A lot of well conditioned amateurs can hardly pull 1:29, going balls out drain the tank

Crossfit is cool and all for certain things, but don't drink the coolaid

That's actually good to know. I have no concept of row times so when he said row at 1:29 I just figured it would be fine.

But here's the funny thing: when he was teaching me how to row, he said:

"okay now I want you to pull 5-10 times, and each time I say "pull" I want you to pull even harder, and when I say "GO!" I want you to pull as hard as you can..."

So, okay, I went ahead and did that... and after the 5-10 pulls, he said, "alright, I saw you pull a 1:29 there on your hardest pull..." and that's what he ended up writing down on the board and telling me to shoot for during the actual baseline assessment for 500m.
post #13 of 29
I can only row about 500m before my shoulders start to hurt like a motherfucker.
post #14 of 29
Quote:
Originally Posted by furo View Post
That's actually good to know. I have no concept of row times so when he said row at 1:29 I just figured it would be fine.

But here's the funny thing: when he was teaching me how to row, he said:

"okay now I want you to pull 5-10 times, and each time I say "pull" I want you to pull even harder, and when I say "GO!" I want you to pull as hard as you can..."

So, okay, I went ahead and did that... and after the 5-10 pulls, he said, "alright, I saw you pull a 1:29 there on your hardest pull..." and that's what he ended up writing down on the board and telling me to shoot for during the actual baseline assessment for 500m.

You're trainer is an absolute moron. The difference in pulling a 1:29 and a 1:45 is HUGE, especially for someone thats never rowed. If you are gunna perform the rest of the baseline test well then pacing is key on that row. Ba that trainer is a dumbass.

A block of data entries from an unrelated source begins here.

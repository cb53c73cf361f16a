//! Display-only analysis content.
//!
//! Nothing in here is computed from prices. The panels show fixed tables; the
//! only logic is the signal tally behind the technical verdict and the
//! random alert pick.

use serde::Serialize;
use strum::AsRefStr;

use crate::domain::market_data::Symbol;
use crate::domain::notifications::{NotificationCategory, NotificationDraft, Severity};
use crate::domain::random::RandomSource;

#[derive(Debug, Clone, Copy, PartialEq, Eq, AsRefStr, Serialize)]
#[strum(serialize_all = "lowercase")]
#[serde(rename_all = "lowercase")]
pub enum Signal {
    Buy,
    Sell,
    Neutral,
}

impl Signal {
    pub fn verdict(&self) -> &'static str {
        match self {
            Signal::Buy => "Bullish",
            Signal::Sell => "Bearish",
            Signal::Neutral => "Neutral",
        }
    }

    pub fn action(&self) -> &'static str {
        match self {
            Signal::Buy => "Buy",
            Signal::Sell => "Sell",
            Signal::Neutral => "Neutral",
        }
    }

    pub fn recommendation(&self) -> &'static str {
        match self {
            Signal::Buy => {
                "Most indicators point to a bullish setup. Consider entering with a tight stop loss."
            }
            Signal::Sell => {
                "Most indicators point to a bearish setup. Consider reducing exposure or waiting for confirmation."
            }
            Signal::Neutral => {
                "Indicators are mixed. Wait for a clearer confirmation before taking a position."
            }
        }
    }
}

#[derive(Debug, Clone, Copy, PartialEq, Serialize)]
pub struct Indicator {
    pub name: &'static str,
    pub value: f64,
    pub signal: Signal,
    pub description: &'static str,
}

pub const INDICATORS: [Indicator; 6] = [
    Indicator {
        name: "RSI (14)",
        value: 45.2,
        signal: Signal::Neutral,
        description: "Relative Strength Index sits in neutral territory",
    },
    Indicator {
        name: "MACD",
        value: 1.23,
        signal: Signal::Buy,
        description: "MACD line above the signal line, bullish momentum",
    },
    Indicator {
        name: "Bollinger Bands",
        value: 0.85,
        signal: Signal::Buy,
        description: "Price near the lower band, rebound potential",
    },
    Indicator {
        name: "Stochastic",
        value: 25.8,
        signal: Signal::Buy,
        description: "Stochastic oversold, potential buy signal",
    },
    Indicator {
        name: "Williams %R",
        value: -78.5,
        signal: Signal::Buy,
        description: "Williams %R oversold, reversal momentum",
    },
    Indicator {
        name: "Moving Average (20)",
        value: 52_450.30,
        signal: Signal::Sell,
        description: "Price below MA20, short-term bearish trend",
    },
];

pub const SUPPORT_LEVELS: [f64; 3] = [51_200.0, 50_800.0, 50_400.0];
pub const RESISTANCE_LEVELS: [f64; 3] = [52_800.0, 53_200.0, 53_600.0];

#[derive(Debug, Clone, Copy, Default, PartialEq, Eq, Serialize)]
pub struct SignalTally {
    pub buy: usize,
    pub neutral: usize,
    pub sell: usize,
}

impl SignalTally {
    pub fn of(indicators: &[Indicator]) -> Self {
        indicators.iter().fold(Self::default(), |mut tally, indicator| {
            match indicator.signal {
                Signal::Buy => tally.buy += 1,
                Signal::Sell => tally.sell += 1,
                Signal::Neutral => tally.neutral += 1,
            }
            tally
        })
    }

    /// Majority of buy vs sell; ties are neutral.
    pub fn overall(&self) -> Signal {
        match self.buy.cmp(&self.sell) {
            std::cmp::Ordering::Greater => Signal::Buy,
            std::cmp::Ordering::Less => Signal::Sell,
            std::cmp::Ordering::Equal => Signal::Neutral,
        }
    }
}

// ---------- Fundamentals -----------------------------------------------------

#[derive(Debug, Clone, Copy, PartialEq, Serialize)]
pub struct Metric {
    pub label: &'static str,
    pub value: &'static str,
    pub change: f64,
    pub description: &'static str,
}

pub const FUNDAMENTAL_METRICS: [Metric; 4] = [
    Metric {
        label: "Market Cap",
        value: "$1.2T",
        change: 2.5,
        description: "Total market value of the asset",
    },
    Metric {
        label: "Volume 24h",
        value: "$45.2B",
        change: -1.2,
        description: "Traded volume over the last 24 hours",
    },
    Metric {
        label: "Circulating Supply",
        value: "19.8M",
        change: 0.1,
        description: "Coins currently circulating",
    },
    Metric {
        label: "Active Addresses",
        value: "1.2M",
        change: 5.8,
        description: "Addresses active in the last 24 hours",
    },
];

#[derive(Debug, Clone, Copy, PartialEq, Eq, AsRefStr, Serialize)]
#[strum(serialize_all = "lowercase")]
#[serde(rename_all = "lowercase")]
pub enum Impact {
    Positive,
    Negative,
    Neutral,
}

#[derive(Debug, Clone, Copy, PartialEq, Eq, Serialize)]
pub struct NewsItem {
    pub title: &'static str,
    pub summary: &'static str,
    pub impact: Impact,
    pub age: &'static str,
}

pub const NEWS: [NewsItem; 4] = [
    NewsItem {
        title: "Institutional adoption accelerates",
        summary: "Several large companies announced Bitcoin allocations as a treasury reserve.",
        impact: Impact::Positive,
        age: "2 hours ago",
    },
    NewsItem {
        title: "European crypto regulation",
        summary: "The EU published a clearer regulatory framework for crypto assets.",
        impact: Impact::Positive,
        age: "5 hours ago",
    },
    NewsItem {
        title: "Elevated market volatility",
        summary: "Crypto markets swing sharply on global macro uncertainty.",
        impact: Impact::Negative,
        age: "8 hours ago",
    },
    NewsItem {
        title: "Bitcoin network upgrade",
        summary: "A proposal to improve network scalability and efficiency is under review.",
        impact: Impact::Positive,
        age: "1 day ago",
    },
];

#[derive(Debug, Clone, Copy, PartialEq, Serialize)]
pub struct SentimentScore {
    pub value: &'static str,
    pub label: &'static str,
    pub caption: &'static str,
}

pub const SENTIMENT_SCORES: [SentimentScore; 3] = [
    SentimentScore { value: "72%", label: "Bullish", caption: "Fear & Greed Index" },
    SentimentScore { value: "8.5", label: "Social Score", caption: "Media & Social Sentiment" },
    SentimentScore { value: "65%", label: "Institutional", caption: "Institutional Interest" },
];

#[derive(Debug, Clone, Copy, PartialEq, Eq, Serialize)]
pub struct CalendarEvent {
    pub when: &'static str,
    pub event: &'static str,
    pub high_impact: bool,
}

pub const ECONOMIC_CALENDAR: [CalendarEvent; 4] = [
    CalendarEvent { when: "Today", event: "Fed Interest Rate Decision", high_impact: true },
    CalendarEvent { when: "Tomorrow", event: "US Inflation Data (CPI)", high_impact: true },
    CalendarEvent { when: "In 3 days", event: "Bitcoin Conference", high_impact: false },
    CalendarEvent { when: "In 1 week", event: "Ethereum Upgrade Proposal", high_impact: false },
];

// ---------- Market overview --------------------------------------------------

/// Static quote row used by the overview table and the watchlist.
#[derive(Debug, Clone, Copy, PartialEq, Serialize)]
pub struct Quote {
    pub pair: &'static str,
    pub ticker: &'static str,
    pub name: &'static str,
    pub price: f64,
    pub change: f64,
    pub change_percent: f64,
    pub volume: &'static str,
    pub market_cap: &'static str,
}

pub const TOP_CRYPTOS: [Quote; 5] = [
    Quote {
        pair: "BTCUSDT",
        ticker: "BTC",
        name: "Bitcoin",
        price: 52_450.30,
        change: 1_250.45,
        change_percent: 2.44,
        volume: "$28.5B",
        market_cap: "$1.02T",
    },
    Quote {
        pair: "ETHUSDT",
        ticker: "ETH",
        name: "Ethereum",
        price: 3_245.67,
        change: -85.23,
        change_percent: -2.56,
        volume: "$15.2B",
        market_cap: "$390.2B",
    },
    Quote {
        pair: "BNBUSDT",
        ticker: "BNB",
        name: "BNB",
        price: 425.89,
        change: 12.34,
        change_percent: 2.98,
        volume: "$2.1B",
        market_cap: "$65.4B",
    },
    Quote {
        pair: "SOLUSDT",
        ticker: "SOL",
        name: "Solana",
        price: 145.23,
        change: 8.45,
        change_percent: 6.18,
        volume: "$3.8B",
        market_cap: "$64.2B",
    },
    Quote {
        pair: "ADAUSDT",
        ticker: "ADA",
        name: "Cardano",
        price: 0.5234,
        change: -0.0123,
        change_percent: -2.30,
        volume: "$890M",
        market_cap: "$18.5B",
    },
];

/// Quotes the watchlist knows without a fetch.
pub const WATCHLIST_QUOTE_PAIRS: [&str; 4] = ["BTCUSDT", "ETHUSDT", "BNBUSDT", "SOLUSDT"];

pub fn known_quote(symbol: &Symbol) -> Option<&'static Quote> {
    if !WATCHLIST_QUOTE_PAIRS.contains(&symbol.value()) {
        return None;
    }
    TOP_CRYPTOS.iter().find(|q| q.pair == symbol.value())
}

#[derive(Debug, Clone, Copy, PartialEq, Serialize)]
pub struct MarketStat {
    pub label: &'static str,
    pub value: &'static str,
    pub change: f64,
}

pub const MARKET_STATS: [MarketStat; 4] = [
    MarketStat { label: "Total Market Cap", value: "$2.45T", change: 2.1 },
    MarketStat { label: "24h Volume", value: "$89.2B", change: -1.5 },
    MarketStat { label: "BTC Dominance", value: "51.2%", change: 0.8 },
    MarketStat { label: "Active Coins", value: "2,847", change: 0.0 },
];

#[derive(Debug, Clone, Copy, PartialEq, Serialize)]
pub struct FearGreed {
    pub score: u8,
    pub label: &'static str,
    pub description: &'static str,
}

pub const FEAR_GREED: FearGreed = FearGreed {
    score: 72,
    label: "Greed",
    description: "The market shows strong greed sentiment",
};

#[derive(Debug, Clone, Copy, PartialEq, Serialize)]
pub struct Mover {
    pub ticker: &'static str,
    pub change: f64,
}

pub const TOP_MOVERS: [Mover; 3] = [
    Mover { ticker: "SOL", change: 15.2 },
    Mover { ticker: "AVAX", change: 12.8 },
    Mover { ticker: "MATIC", change: -8.5 },
];

// ---------- Symbols ----------------------------------------------------------

pub const POPULAR_SYMBOLS: [&str; 10] = [
    "BTCUSDT", "ETHUSDT", "BNBUSDT", "ADAUSDT", "SOLUSDT", "XRPUSDT", "DOTUSDT", "LINKUSDT",
    "LTCUSDT", "BCHUSDT",
];

/// Popular symbols containing `query`, case-insensitively. Empty query keeps all.
pub fn filter_symbols(query: &str) -> Vec<Symbol> {
    let needle = query.trim().to_lowercase();
    POPULAR_SYMBOLS
        .iter()
        .filter(|symbol| symbol.to_lowercase().contains(&needle))
        .map(|symbol| Symbol::from(*symbol))
        .collect()
}

// ---------- Simulated alerts -------------------------------------------------

const ALERT_TEMPLATES: [(NotificationCategory, &str, &str, Severity); 3] = [
    (NotificationCategory::Price, "Price Alert", "BTC reached the $52,500 target", Severity::Success),
    (
        NotificationCategory::Technical,
        "Technical Signal",
        "ETH RSI entered the oversold zone",
        Severity::Warning,
    ),
    (
        NotificationCategory::News,
        "Market News",
        "The Fed announced its interest rate decision",
        Severity::Info,
    ),
];

/// One simulated alert tick: fires with `probability`, then picks a template.
pub fn roll_alert<R: RandomSource + ?Sized>(rng: &R, probability: f64) -> Option<NotificationDraft> {
    if !rng.chance(probability) {
        return None;
    }
    let (category, title, message, severity) = ALERT_TEMPLATES[rng.index(ALERT_TEMPLATES.len())];
    Some(NotificationDraft::new(category, title, message, severity))
}
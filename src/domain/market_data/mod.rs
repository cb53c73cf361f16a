//! Market data aggregate: value objects, candles, snapshots and the cache.

pub mod cache;
pub mod entities;
pub mod repositories;
pub mod services;
pub mod value_objects;

pub use cache::*;
pub use entities::*;
pub use repositories::*;
pub use value_objects::*;
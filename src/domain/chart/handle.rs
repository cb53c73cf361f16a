use crate::domain::errors::{AppError, AppResult};
use crate::domain::logging::LogComponent;
use crate::{log_debug, log_trace};

use super::{ChartDimensions, ChartSeries, ChartTheme};

/// Something the chart can be drawn onto.
pub trait ChartSurface {
    fn dimensions(&self) -> ChartDimensions;
    fn resize(&mut self, dims: ChartDimensions) -> AppResult<()>;
    fn draw(&mut self, series: &ChartSeries, theme: &ChartTheme) -> AppResult<()>;
    /// Detach from the page. Called at most once.
    fn release(&mut self);
}

/// Owns a chart surface for the lifetime of a chart view.
///
/// The surface is released by [`ChartHandle::close`] or, failing that, on
/// drop. Every operation after close is rejected.
pub struct ChartHandle<S: ChartSurface> {
    surface: Option<S>,
    series: ChartSeries,
    theme: ChartTheme,
}

impl<S: ChartSurface> ChartHandle<S> {
    /// Take ownership of `surface` and paint the empty chart.
    pub fn open(surface: S, theme: ChartTheme) -> AppResult<Self> {
        let mut handle = Self { surface: Some(surface), series: ChartSeries::default(), theme };
        handle.redraw()?;
        log_debug!(LogComponent::Domain("ChartHandle"), "chart surface opened");
        Ok(handle)
    }

    /// Replace both series wholesale and repaint.
    pub fn update(&mut self, series: ChartSeries) -> AppResult<()> {
        self.ensure_open()?;
        self.series = series;
        self.redraw()
    }

    pub fn resize(&mut self, dims: ChartDimensions) -> AppResult<()> {
        let surface = self.surface.as_mut().ok_or_else(closed)?;
        if dims.is_empty() || surface.dimensions() == dims {
            return Ok(());
        }
        log_trace!(
            LogComponent::Domain("ChartHandle"),
            "resize to {}x{}",
            dims.width,
            dims.height
        );
        surface.resize(dims)?;
        self.redraw()
    }

    pub fn set_theme(&mut self, theme: ChartTheme) -> AppResult<()> {
        self.ensure_open()?;
        if self.theme == theme {
            return Ok(());
        }
        self.theme = theme;
        self.redraw()
    }

    /// Release the surface. Safe to call any number of times.
    pub fn close(&mut self) {
        if let Some(mut surface) = self.surface.take() {
            surface.release();
            log_debug!(LogComponent::Domain("ChartHandle"), "chart surface released");
        }
    }

    pub fn is_open(&self) -> bool {
        self.surface.is_some()
    }

    pub fn series(&self) -> &ChartSeries {
        &self.series
    }

    pub fn theme(&self) -> &ChartTheme {
        &self.theme
    }

    pub fn surface(&self) -> Option<&S> {
        self.surface.as_ref()
    }

    fn ensure_open(&self) -> AppResult<()> {
        if self.surface.is_some() { Ok(()) } else { Err(closed()) }
    }

    fn redraw(&mut self) -> AppResult<()> {
        let surface = self.surface.as_mut().ok_or_else(closed)?;
        surface.draw(&self.series, &self.theme)
    }
}

impl<S: ChartSurface> Drop for ChartHandle<S> {
    fn drop(&mut self) {
        self.close();
    }
}

fn closed() -> AppError {
    AppError::Rendering("chart handle is closed".to_string())
}
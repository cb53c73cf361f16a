use std::collections::HashMap;

use super::{MarketSnapshot, Symbol};

/// Last known snapshot per symbol.
///
/// Entries are overwritten wholesale and never evicted; the map lives as long
/// as the session.
#[derive(Debug, Clone, Default, PartialEq)]
pub struct MarketDataCache {
    entries: HashMap<Symbol, MarketSnapshot>,
}

impl MarketDataCache {
    pub fn new() -> Self {
        Self::default()
    }

    pub fn get(&self, symbol: &Symbol) -> Option<&MarketSnapshot> {
        self.entries.get(symbol)
    }

    /// Replace whatever was cached for `symbol`.
    pub fn insert(&mut self, symbol: Symbol, snapshot: MarketSnapshot) {
        self.entries.insert(symbol, snapshot);
    }

    pub fn price_or_default(&self, symbol: &Symbol) -> f64 {
        self.get(symbol).map(|s| s.price).unwrap_or_default()
    }

    pub fn len(&self) -> usize {
        self.entries.len()
    }

    pub fn is_empty(&self) -> bool {
        self.entries.is_empty()
    }
}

Aside from that, you can cheat their system and mess with the erg timing if you want... At the beginning of the row pull as hard as you can with an spm of like 50, the chain won't be able to keep up and you'll be doing a lot less work for the first ten strokes... its kind of like revving and engine if you can do it right. It gets the fans momentum up real quick and allows you to carry a real low split for a long time. I've gotten down to 1:04 with this questionable technique before.
post #15 of 29
Very interesting. Whole thing sounds like a scam to crush you for the eval.